Comme à Lille, lors de son spectacle avec Michel Portal, Carolyn améliorait beaucoup, d’une fois sur l’autre, son travail. C’est une perfectionniste. Je fus donc aussitôt tenté de tourner une troisième prise.

Hélas! je pressentais que cela aurait de fâcheuses conséquences pour le budget de la pellicule, dont j’étais aussi le responsable. Le réalisateur en moi était tenté de prendre un peu le parti du directeur de production (toujours moi). Celui-ci voulait interdire de tourner une troisième prise, en rappelant la difficulté qu’il avait eu pour obtenir les quelques boîtes dont nous disposions. Bien vite, le metteur en scène eut gain de cause et imposa impérativement la troisième prise. Il fit taire toutes les voix hostiles à sa cause: il qualifia de pingres et d’incompétents ceux (hélas toujours moi) qui n’avaient pas pensé à offrir de bonnes conditions de travail! S’il manquait de la pellicule, ils auraient à trouver les boîtes supplémentaires et nécessaires pendant le tournage!

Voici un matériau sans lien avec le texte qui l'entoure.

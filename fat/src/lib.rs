// Copyright 2024 Kevin Ludwig
//
// Licensed under the Apache License, Version 2.0 (the "License");
// you may not use this file except in compliance with the License.
// You may obtain a copy of the License at
//
//     http://www.apache.org/licenses/LICENSE-2.0
//
// Unless required by applicable law or agreed to in writing, software
// distributed under the License is distributed on an "AS IS" BASIS,
// WITHOUT WARRANTIES OR CONDITIONS OF ANY KIND, either express or implied.
// See the License for the specific language governing permissions and
// limitations under the License.

//! The FAT allocator (§4.2): a flat array of `N` integers chaining data
//! blocks together. `FAT[b]` is `EMPTY` (free), `END` (last block of a
//! chain), or the index of the next block.

use colafs_err::{Error, FsError, Result};
use colafs_store::{BackingStore, DataStorage, CAPACITY, EMPTY, END};
use log::warn;

pub struct FatAllocator<'a, DS: DataStorage> {
    store: &'a BackingStore<DS>,
}

impl<'a, DS: DataStorage> FatAllocator<'a, DS> {
    pub fn new(store: &'a BackingStore<DS>) -> Self {
        FatAllocator { store }
    }

    /// Scan left to right for the first free block, mark it `END`, and
    /// return its index.
    pub fn allocate(&self) -> Result<usize> {
        for b in 0..CAPACITY {
            if self.store.read_fat(b)? == EMPTY {
                self.store.write_fat(b, END)?;
                return Ok(b);
            }
        }
        warn!("FAT exhausted: no free block among {CAPACITY} blocks");
        Err(Error::Fs(FsError::OutOfSpace))
    }

    /// `tail` must be the end of its chain (`FAT[tail] == END`). Allocate a
    /// new block, link `tail` to it, and return its index.
    pub fn extend(&self, tail: usize) -> Result<usize> {
        debug_assert_eq!(self.store.read_fat(tail)?, END);
        let next = self.allocate()?;
        self.store.write_fat(tail, next as i32)?;
        Ok(next)
    }

    /// Advance `k` blocks through the chain starting at `head`.
    pub fn walk(&self, head: usize, k: usize) -> Result<usize> {
        let mut cur = head;
        for _ in 0..k {
            let next = self.store.read_fat(cur)?;
            debug_assert!(next != EMPTY, "walked past end of chain");
            cur = next as usize;
        }
        Ok(cur)
    }

    /// Advance `k` blocks through the chain starting at `head`, allocating
    /// new blocks whenever the chain ends before `k` hops are reached.
    /// Used by `write`, which may seek past the file's current last block.
    pub fn walk_extending(&self, head: usize, k: usize) -> Result<usize> {
        let mut cur = head;
        for _ in 0..k {
            let next = self.store.read_fat(cur)?;
            cur = if next == END { self.extend(cur)? } else { next as usize };
        }
        Ok(cur)
    }

    /// Release every block strictly after `b` in the chain; `b` becomes
    /// the new (retained) tail.
    pub fn truncate_after(&self, b: usize) -> Result<()> {
        let mut cur = self.store.read_fat(b)?;
        while cur != EMPTY && cur != END {
            let next = self.store.read_fat(cur as usize)?;
            self.store.write_fat(cur as usize, EMPTY)?;
            cur = next;
        }
        self.store.write_fat(b, END)?;
        Ok(())
    }

    /// Release every block in the chain, including `head` itself. Not
    /// used by any operation in the current surface (there is no
    /// unlink/rmdir) but kept available for a future deletion path, per
    /// the allocator's listed responsibilities.
    pub fn free_chain(&self, head: usize) -> Result<()> {
        let mut cur = head as i32;
        while cur != EMPTY && cur != END {
            let next = self.store.read_fat(cur as usize)?;
            self.store.write_fat(cur as usize, EMPTY)?;
            cur = next;
        }
        Ok(())
    }
}
use super::common::{default_page, default_per_page, ApiJson, PaginationParams};
use crate::{
    auth::AdminUser,
    entities::product,
    errors::ServiceError,
    services::catalog::{CreateProductInput, UpdateProductInput},
    ApiResponse, AppState, PaginatedResponse,
};
use axum::{
    extract::{Path, Query, State},
    http::StatusCode,
    Json,
};
use serde::Deserialize;
use uuid::Uuid;

#[derive(Debug, Deserialize)]
pub struct ProductListQuery {
    #[serde(default = "default_page")]
    pub page: u64,
    #[serde(default = "default_per_page", alias = "perPage", alias = "limit")]
    pub per_page: u64,
    #[serde(alias = "categoryId", alias = "category")]
    pub category_id: Option<Uuid>,
}

impl ProductListQuery {
    fn pagination(&self) -> PaginationParams {
        PaginationParams {
            page: self.page,
            per_page: self.per_page,
        }
    }
}

/// List live products, newest first
pub async fn list_products(
    State(state): State<AppState>,
    Query(query): Query<ProductListQuery>,
) -> Result<Json<ApiResponse<PaginatedResponse<product::Model>>>, ServiceError> {
    let pagination = query.pagination();
    let page = pagination.page();
    let (products, total) = state
        .services
        .catalog
        .list_products(page, pagination.per_page(), query.category_id)
        .await?;

    Ok(Json(ApiResponse::success(PaginatedResponse::new(
        products,
        total,
        page,
        pagination.per_page(),
    ))))
}

pub async fn get_product(
    State(state): State<AppState>,
    Path(id): Path<Uuid>,
) -> Result<Json<ApiResponse<product::Model>>, ServiceError> {
    let product = state.services.catalog.get_product(id).await?;
    Ok(Json(ApiResponse::success(product)))
}

pub async fn create_product(
    State(state): State<AppState>,
    _admin: AdminUser,
    ApiJson(input): ApiJson<CreateProductInput>,
) -> Result<(StatusCode, Json<ApiResponse<product::Model>>), ServiceError> {
    let product = state.services.catalog.create_product(input).await?;
    Ok((StatusCode::CREATED, Json(ApiResponse::success(product))))
}

pub async fn update_product(
    State(state): State<AppState>,
    _admin: AdminUser,
    Path(id): Path<Uuid>,
    ApiJson(input): ApiJson<UpdateProductInput>,
) -> Result<Json<ApiResponse<product::Model>>, ServiceError> {
    let product = state.services.catalog.update_product(id, input).await?;
    Ok(Json(ApiResponse::success(product)))
}

pub async fn delete_product(
    State(state): State<AppState>,
    _admin: AdminUser,
    Path(id): Path<Uuid>,
) -> Result<Json<ApiResponse<()>>, ServiceError> {
    state.services.catalog.delete_product(id).await?;
    Ok(Json(ApiResponse::message("Product deleted")))
}
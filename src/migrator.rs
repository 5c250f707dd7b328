use sea_orm_migration::prelude::*;

pub struct Migrator;

#[async_trait::async_trait]
impl MigratorTrait for Migrator {
    fn migrations() -> Vec<Box<dyn MigrationTrait>> {
        vec![
            Box::new(m20240101_000001_create_products_table::Migration),
            Box::new(m20240101_000002_create_promotions_tables::Migration),
            Box::new(m20240101_000003_create_orders_table::Migration),
            Box::new(m20240101_000004_create_order_items_table::Migration),
        ]
    }
}

mod m20240101_000001_create_products_table {
    use sea_orm_migration::prelude::*;

    pub struct Migration;

    impl MigrationName for Migration {
        fn name(&self) -> &str {
            "m20240101_000001_create_products_table"
        }
    }

    #[async_trait::async_trait]
    impl MigrationTrait for Migration {
        async fn up(&self, manager: &SchemaManager) -> Result<(), DbErr> {
            manager
                .create_table(
                    Table::create()
                        .table(Products::Table)
                        .if_not_exists()
                        .col(ColumnDef::new(Products::Id).uuid().primary_key().not_null())
                        .col(ColumnDef::new(Products::Name).string().not_null())
                        .col(ColumnDef::new(Products::Description).text().null())
                        .col(
                            ColumnDef::new(Products::Price)
                                .decimal_len(12, 2)
                                .not_null(),
                        )
                        .col(
                            ColumnDef::new(Products::OriginalPrice)
                                .decimal_len(12, 2)
                                .null(),
                        )
                        .col(
                            ColumnDef::new(Products::Stock)
                                .integer()
                                .not_null()
                                .default(0),
                        )
                        .col(ColumnDef::new(Products::CategoryId).uuid().null())
                        .col(ColumnDef::new(Products::Image).string().null())
                        .col(
                            ColumnDef::new(Products::Deleted)
                                .boolean()
                                .not_null()
                                .default(false),
                        )
                        .col(
                            ColumnDef::new(Products::CreatedAt)
                                .timestamp_with_time_zone()
                                .not_null(),
                        )
                        .col(
                            ColumnDef::new(Products::UpdatedAt)
                                .timestamp_with_time_zone()
                                .not_null(),
                        )
                        .to_owned(),
                )
                .await?;

            manager
                .create_index(
                    Index::create()
                        .if_not_exists()
                        .name("idx_products_category_id")
                        .table(Products::Table)
                        .col(Products::CategoryId)
                        .to_owned(),
                )
                .await
        }

        async fn down(&self, manager: &SchemaManager) -> Result<(), DbErr> {
            manager
                .drop_table(Table::drop().table(Products::Table).to_owned())
                .await
        }
    }

    #[derive(DeriveIden)]
    pub(super) enum Products {
        Table,
        Id,
        Name,
        Description,
        Price,
        OriginalPrice,
        Stock,
        CategoryId,
        Image,
        Deleted,
        CreatedAt,
        UpdatedAt,
    }
}

mod m20240101_000002_create_promotions_tables {
    use super::m20240101_000001_create_products_table::Products;
    use sea_orm_migration::prelude::*;

    pub struct Migration;

    impl MigrationName for Migration {
        fn name(&self) -> &str {
            "m20240101_000002_create_promotions_tables"
        }
    }

    #[async_trait::async_trait]
    impl MigrationTrait for Migration {
        async fn up(&self, manager: &SchemaManager) -> Result<(), DbErr> {
            manager
                .create_table(
                    Table::create()
                        .table(Promotions::Table)
                        .if_not_exists()
                        .col(
                            ColumnDef::new(Promotions::Id)
                                .uuid()
                                .primary_key()
                                .not_null(),
                        )
                        .col(ColumnDef::new(Promotions::Title).string().not_null())
                        .col(ColumnDef::new(Promotions::Description).text().null())
                        .col(
                            ColumnDef::new(Promotions::Discount)
                                .decimal_len(5, 2)
                                .not_null(),
                        )
                        .col(
                            ColumnDef::new(Promotions::StartDate)
                                .timestamp_with_time_zone()
                                .not_null(),
                        )
                        .col(
                            ColumnDef::new(Promotions::EndDate)
                                .timestamp_with_time_zone()
                                .not_null(),
                        )
                        .col(
                            ColumnDef::new(Promotions::IsActive)
                                .boolean()
                                .not_null()
                                .default(true),
                        )
                        .col(
                            ColumnDef::new(Promotions::CreatedAt)
                                .timestamp_with_time_zone()
                                .not_null(),
                        )
                        .col(
                            ColumnDef::new(Promotions::UpdatedAt)
                                .timestamp_with_time_zone()
                                .not_null(),
                        )
                        .to_owned(),
                )
                .await?;

            manager
                .create_index(
                    Index::create()
                        .if_not_exists()
                        .name("idx_promotions_active_end_date")
                        .table(Promotions::Table)
                        .col(Promotions::IsActive)
                        .col(Promotions::EndDate)
                        .to_owned(),
                )
                .await?;

            manager
                .create_table(
                    Table::create()
                        .table(PromotionProducts::Table)
                        .if_not_exists()
                        .col(
                            ColumnDef::new(PromotionProducts::PromotionId)
                                .uuid()
                                .not_null(),
                        )
                        .col(
                            ColumnDef::new(PromotionProducts::ProductId)
                                .uuid()
                                .not_null(),
                        )
                        .primary_key(
                            Index::create()
                                .col(PromotionProducts::PromotionId)
                                .col(PromotionProducts::ProductId),
                        )
                        .foreign_key(
                            ForeignKey::create()
                                .name("fk_promotion_products_promotion_id")
                                .from(PromotionProducts::Table, PromotionProducts::PromotionId)
                                .to(Promotions::Table, Promotions::Id)
                                .on_delete(ForeignKeyAction::Cascade)
                                .on_update(ForeignKeyAction::Cascade),
                        )
                        .foreign_key(
                            ForeignKey::create()
                                .name("fk_promotion_products_product_id")
                                .from(PromotionProducts::Table, PromotionProducts::ProductId)
                                .to(Products::Table, Products::Id)
                                .on_delete(ForeignKeyAction::Cascade)
                                .on_update(ForeignKeyAction::Cascade),
                        )
                        .to_owned(),
                )
                .await?;

            manager
                .create_index(
                    Index::create()
                        .if_not_exists()
                        .name("idx_promotion_products_product_id")
                        .table(PromotionProducts::Table)
                        .col(PromotionProducts::ProductId)
                        .to_owned(),
                )
                .await
        }

        async fn down(&self, manager: &SchemaManager) -> Result<(), DbErr> {
            manager
                .drop_table(Table::drop().table(PromotionProducts::Table).to_owned())
                .await?;
            manager
                .drop_table(Table::drop().table(Promotions::Table).to_owned())
                .await
        }
    }

    #[derive(DeriveIden)]
    enum Promotions {
        Table,
        Id,
        Title,
        Description,
        Discount,
        StartDate,
        EndDate,
        IsActive,
        CreatedAt,
        UpdatedAt,
    }

    #[derive(DeriveIden)]
    enum PromotionProducts {
        Table,
        PromotionId,
        ProductId,
    }
}

mod m20240101_000003_create_orders_table {
    use sea_orm_migration::prelude::*;

    pub struct Migration;

    impl MigrationName for Migration {
        fn name(&self) -> &str {
            "m20240101_000003_create_orders_table"
        }
    }

    #[async_trait::async_trait]
    impl MigrationTrait for Migration {
        async fn up(&self, manager: &SchemaManager) -> Result<(), DbErr> {
            manager
                .create_table(
                    Table::create()
                        .table(Orders::Table)
                        .if_not_exists()
                        .col(ColumnDef::new(Orders::Id).uuid().primary_key().not_null())
                        .col(ColumnDef::new(Orders::UserId).string().not_null())
                        .col(ColumnDef::new(Orders::Subtotal).decimal_len(12, 2).not_null())
                        .col(
                            ColumnDef::new(Orders::DeliveryFee)
                                .decimal_len(12, 2)
                                .not_null()
                                .default(0),
                        )
                        .col(
                            ColumnDef::new(Orders::TotalPrice)
                                .decimal_len(12, 2)
                                .not_null(),
                        )
                        .col(ColumnDef::new(Orders::DeliveryMethod).string().not_null())
                        .col(ColumnDef::new(Orders::PaymentMethod).string().not_null())
                        .col(ColumnDef::new(Orders::Status).string().not_null())
                        .col(ColumnDef::new(Orders::PaymentStatus).string().not_null())
                        .col(ColumnDef::new(Orders::ShippingAddress).json().not_null())
                        .col(ColumnDef::new(Orders::Notes).text().null())
                        .col(ColumnDef::new(Orders::PaymentDetails).json().null())
                        .col(
                            ColumnDef::new(Orders::StockReserved)
                                .boolean()
                                .not_null()
                                .default(true),
                        )
                        .col(
                            ColumnDef::new(Orders::CreatedAt)
                                .timestamp_with_time_zone()
                                .not_null(),
                        )
                        .col(
                            ColumnDef::new(Orders::UpdatedAt)
                                .timestamp_with_time_zone()
                                .not_null(),
                        )
                        .to_owned(),
                )
                .await?;

            manager
                .create_index(
                    Index::create()
                        .if_not_exists()
                        .name("idx_orders_user_id")
                        .table(Orders::Table)
                        .col(Orders::UserId)
                        .to_owned(),
                )
                .await?;

            manager
                .create_index(
                    Index::create()
                        .if_not_exists()
                        .name("idx_orders_status")
                        .table(Orders::Table)
                        .col(Orders::Status)
                        .to_owned(),
                )
                .await
        }

        async fn down(&self, manager: &SchemaManager) -> Result<(), DbErr> {
            manager
                .drop_table(Table::drop().table(Orders::Table).to_owned())
                .await
        }
    }

    #[derive(DeriveIden)]
    pub(super) enum Orders {
        Table,
        Id,
        UserId,
        Subtotal,
        DeliveryFee,
        TotalPrice,
        DeliveryMethod,
        PaymentMethod,
        Status,
        PaymentStatus,
        ShippingAddress,
        Notes,
        PaymentDetails,
        StockReserved,
        CreatedAt,
        UpdatedAt,
    }
}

Je m’accordais donc le droit, du moins pour les plans où Carolyn devait intervenir, à une troisième prise. J’espérais ainsi bénéficier des sensibles améliorations, d’une prise à l’autre, du jeu de Carolyn. J’avais certes pensé à supprimer la première prise, en faisant alors taire les moteurs des caméras, et de transformer ainsi cet essai en une nouvelle répétition générale. Je n’arrivais cependant pas m’y résoudre car elle pouvait, placée au terme des répétitions, s’avérer être la meilleure des prises et ceci pour d’autres raisons que celles de l’interprétation. Le cadre, la lumière, le jeu de la figuration, les apparitions imprévues dans le champ constituaient en effet autant d’éléments que j’aurai à considérer lors du montage!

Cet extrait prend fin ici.